従業員持株会、本当にお得?気をつけたい落とし穴とおすすめできない理由

基礎知識向上委員会

会社から「持株会どう?」と勧められて、なんとなく加入している方も多いのではないでしょうか。
奨励金が付くからお得、積立だから手間がかからない――そんなイメージが先行しがちですが、実際には“見えづらいリスク”が潜んでいる制度でもあります。

今回は、あえて慎重な視点から「従業員持株会の本当の姿」に迫ります。


従業員持株会とは?簡単におさらい

従業員持株会とは、社員が毎月の給与から一定額を拠出し、自社株を購入する制度です。
多くの会社では「奨励金」として拠出額に上乗せをしてくれます。

たとえば、月1万円の拠出で奨励金10%なら、11,000円分の自社株を購入できます。

一見、魅力的に見えますが――果たして、本当に“お得”なのでしょうか?


表面的なメリットに注意!こんな“落とし穴”がある

1. 投資先が自社株だけという“集中リスク”

持株会の最大の弱点がこれです。
自分の給与も、自分の投資も、どちらも「会社の業績」に大きく依存するのです。

もし業績が悪化すれば、

  • 給与・ボーナス → 下がる
  • 自社株 → 値下がりする
  • 最悪の場合 → 退職とともに株価暴落

というダブルパンチ・トリプルパンチを受ける可能性があります。


2. 自由に売却できない=“流動性リスク”

証券口座のようにリアルタイムで売買できないのも大きなデメリットです。

  • 売却には数日〜数週間かかる
  • ロックアップ(売却制限)期間がある会社も
  • 退職時に一括売却になる可能性も
  • 証券口座が自由に選択できない

つまり、急な資金が必要になってもすぐに現金化できないのです。


3. 株価が下がれば奨励金も帳消しに

奨励金が魅力とはいえ、株価がそれ以上に下がれば元本割れします。

たとえば、奨励金10%でも株価が20%下がれば、全体で見れば大きなマイナスです。

しかも、自社の経営状況に不安を感じたときほど、売りたいのに売れないというジレンマに陥りがちです。
また、奨励金そのものは購入金額に対する割合で決まるため複利効果は得られず、保有株式の評価額が大きくなればなるほど奨励金の効果は薄まっていきます。


4. 投資の自由度が非常に低い

つみたてNISAやiDeCoのように、投資対象を選ぶこともできません。
他の銘柄に分散もできず、経済全体が伸びていても自社が不調なら自分の資産も増えないという構造です。


それでも加入すべき人っているの?

以下のような条件がそろっているなら「一部の資産として持つのはアリ」かもしれません。

  • 奨励金が非常に高い(20%など)
  • 自社の業績が安定していて、長期的にも将来性がある
  • リスクを理解し、持株会は資産全体の一部にとどめている
  • すぐに使う予定のない余剰資金で拠出している

つまり、「よくわかってやってる人」にとっては使いようがある制度です。


まとめ|資産形成の軸にすべきではない

従業員持株会は、奨励金などの“目先の得”に目が向きがちですが、
本質的には「リスクが高く、分散もできない、自由度の低い投資方法」です。

資産形成の基本は、
✅ 分散投資
✅ 自由な売却
✅ 長期的な成長性を重視

この3つが揃うNISA・iDeCoなどを効果的に使ったインデックス投資のほうが、はるかに安定性と将来性に優れています。


自由に売却できないことは、すぐにお金を使ってしまいがちな自分にとってはメリットだ。
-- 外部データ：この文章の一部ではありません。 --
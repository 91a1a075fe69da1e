use crate::model::{Activity, CalendarData, Year};
use chrono::{DateTime, Datelike, NaiveDate, Utc};
use std::collections::BTreeMap;

/// Step function from daily commit count to intensity level.
/// Fixed and non-configurable: >=10 -> 4, >=5 -> 3, >=3 -> 2, >=1 -> 1.
pub fn level(count: u32) -> u8 {
    match count {
        0 => 0,
        1..=2 => 1,
        3..=4 => 2,
        5..=9 => 3,
        _ => 4,
    }
}

/// Commit count per calendar day, truncating each timestamp to its date.
pub fn group_by_day(timestamps: &[DateTime<Utc>]) -> BTreeMap<NaiveDate, u32> {
    let mut days: BTreeMap<NaiveDate, u32> = BTreeMap::new();
    for timestamp in timestamps {
        *days.entry(timestamp.date_naive()).or_insert(0) += 1;
    }
    days
}

/// Reduce raw commit timestamps to leveled daily activity plus the aggregate
/// total, keyed by the literal year or by `today`'s year for the
/// last-12-months view. Contributions come out sorted by date.
pub fn build_calendar(timestamps: &[DateTime<Utc>], year: Year, today: NaiveDate) -> CalendarData {
    let contributions: Vec<Activity> = group_by_day(timestamps)
        .into_iter()
        .map(|(date, count)| Activity {
            date,
            count,
            level: level(count),
        })
        .collect();

    let total_count: u64 = contributions.iter().map(|a| u64::from(a.count)).sum();
    let mut total = BTreeMap::new();
    total.insert(year.total_key(today.year()), total_count);

    CalendarData {
        total,
        contributions,
    }
}
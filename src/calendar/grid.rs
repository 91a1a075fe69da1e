use super::fetch::since_day;
use crate::error::{GhmapError, Result};
use crate::model::{Activity, Year};
use chrono::{Datelike, NaiveDate};
use std::collections::HashMap;

/// One grid cell: a day inside the display range, zero-filled when no
/// activity was recorded for it.
#[derive(Debug, Clone, Copy, PartialEq, Eq)]
pub struct GridDay {
    pub date: NaiveDate,
    pub count: u32,
    pub level: u8,
}

/// One Sunday-first week column; `None` pads the partial first and last weeks.
pub type GridWeek = [Option<GridDay>; 7];

/// The day range the grid covers: the fetch boundary through today for the
/// rolling view, or the whole calendar year for a literal one.
pub fn display_range(year: Year, today: NaiveDate) -> Result<(NaiveDate, NaiveDate)> {
    let since = since_day(year, today)?;
    let until = match year {
        Year::Last => today,
        Year::Literal(y) => NaiveDate::from_ymd_opt(y, 12, 31)
            .ok_or_else(|| GhmapError::InvalidDate(format!("Invalid year: {y}")))?,
    };
    Ok((since, until))
}

/// Lay contributions out as dense week columns covering every day in
/// `since..=until`. Days without activity appear with count 0, level 0.
pub fn layout_weeks(contributions: &[Activity], since: NaiveDate, until: NaiveDate) -> Vec<GridWeek> {
    let by_date: HashMap<NaiveDate, (u32, u8)> = contributions
        .iter()
        .map(|a| (a.date, (a.count, a.level)))
        .collect();

    let mut weeks: Vec<GridWeek> = Vec::new();
    let mut week: GridWeek = [None; 7];
    let mut day = since;

    while day <= until {
        let slot = day.weekday().num_days_from_sunday() as usize;
        let (count, level) = by_date.get(&day).copied().unwrap_or((0, 0));
        week[slot] = Some(GridDay { date: day, count, level });

        if slot == 6 {
            weeks.push(week);
            week = [None; 7];
        }
        match day.succ_opt() {
            Some(next) => day = next,
            None => break,
        }
    }

    if week.iter().any(Option::is_some) {
        weeks.push(week);
    }
    weeks
}

/// Month labels for the grid header: `(week column, "Jan")` at each column
/// where a new month begins.
pub fn month_spans(weeks: &[GridWeek]) -> Vec<(usize, String)> {
    let mut spans = Vec::new();
    let mut previous: Option<u32> = None;

    for (column, week) in weeks.iter().enumerate() {
        let Some(first) = week.iter().flatten().next() else {
            continue;
        };
        let month = first.date.month();
        if previous != Some(month) {
            spans.push((column, first.date.format("%b").to_string()));
            previous = Some(month);
        }
    }
    spans
}

/// The grid flattened back to chronological days, for cursor navigation.
pub fn flatten_days(weeks: &[GridWeek]) -> Vec<GridDay> {
    let mut days: Vec<GridDay> = weeks.iter().flatten().filter_map(|cell| *cell).collect();
    days.sort_by_key(|day| day.date);
    days
}
use super::*;

/// Walks `parents` from `u` back to the self-parenting root and returns the vertices from the
/// root to `u` (both inclusive).
///
/// `parents` is a parent array as produced by [`Traversal::bfs`], [`Traversal::dfs`] or
/// [`ShortestPath::dijkstra`], i.e. of length `n + 1` with the root being its own parent.
///
/// # Errors
/// - [`GraphError::VertexOutOfRange`] if `u` is not in `1..=n`,
/// - [`GraphError::MissingRoot`] if the walk hits an unvisited vertex or does not terminate
///   within `n` steps, i.e. `u` was not reached by the search that produced `parents`.
///
/// # Examples
/// ```
/// use graphprops::{prelude::*, algo::*};
///
/// let graph = Graph::from_edges(3, [(1, 2), (2, 3)], Representation::List).unwrap();
/// let tree = graph.bfs(1);
/// assert_eq!(reconstruct_path(tree.parents(), 3).unwrap(), vec![1, 2, 3]);
/// ```
pub fn reconstruct_path(parents: &[Option<Node>], u: Node) -> GraphResult<Vec<Node>> {
    let n = parents.len().saturating_sub(1);
    if u == RESERVED_NODE || u as usize > n {
        return Err(GraphError::VertexOutOfRange {
            vertex: u as i64,
            n: n as NumNodes,
        });
    }

    let mut path = vec![u];
    let mut current = u;
    loop {
        match parents[current as usize] {
            Some(p) if p == current => break,
            Some(p) if path.len() <= n && (p as usize) <= n => {
                path.push(p);
                current = p;
            }
            _ => return Err(GraphError::MissingRoot(u)),
        }
    }

    path.reverse();
    Ok(path)
}

#[cfg(test)]
mod tests {
    use super::*;

    #[test]
    fn path_to_root() {
        let parents = vec![None, Some(1), Some(1), Some(2), Some(3)];
        assert_eq!(reconstruct_path(&parents, 4).unwrap(), vec![1, 2, 3, 4]);
        assert_eq!(reconstruct_path(&parents, 1).unwrap(), vec![1]);
    }

    #[test]
    fn unreached_vertex() {
        let parents = vec![None, Some(1), Some(1), None];
        assert!(matches!(
            reconstruct_path(&parents, 3),
            Err(GraphError::MissingRoot(3))
        ));
    }

    #[test]
    fn out_of_range() {
        let parents = vec![None, Some(1)];
        assert!(matches!(
            reconstruct_path(&parents, 0),
            Err(GraphError::VertexOutOfRange { vertex: 0, n: 1 })
        ));
        assert!(matches!(
            reconstruct_path(&parents, 2),
            Err(GraphError::VertexOutOfRange { vertex: 2, n: 1 })
        ));
    }

    #[test]
    fn cycle_without_root() {
        let parents = vec![None, Some(2), Some(3), Some(1)];
        assert!(matches!(
            reconstruct_path(&parents, 1),
            Err(GraphError::MissingRoot(1))
        ));
    }
}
そう感じる方もいるかもしれません。その場合でもiDeCoの方が断然お勧めです。

確定拠出年金についても紹介記事を書いていきますので、お楽しみに!

余談|だからと言ってすぐに売却する必要はない

ここからは余談として僕の経験談を少し。

僕はここまで書いてきた知識を得た段階で、すぐに持株会を解約しました。(売却したわけではない)
しかし、「余剰資金の一部で積み立て、単元株(100株)以上になったら売却してインデックスファンドを購入」といった使い方をしている方がいることを知り、「これでも良かったかなぁ?」なんて思っています。笑

僕の場合は手数料の高い大手証券会社に口座を限定されているため、それでも解約して良かったと思っています。こういった使い方もあることを知って、ご自身に合う運用方法を考えてみてください。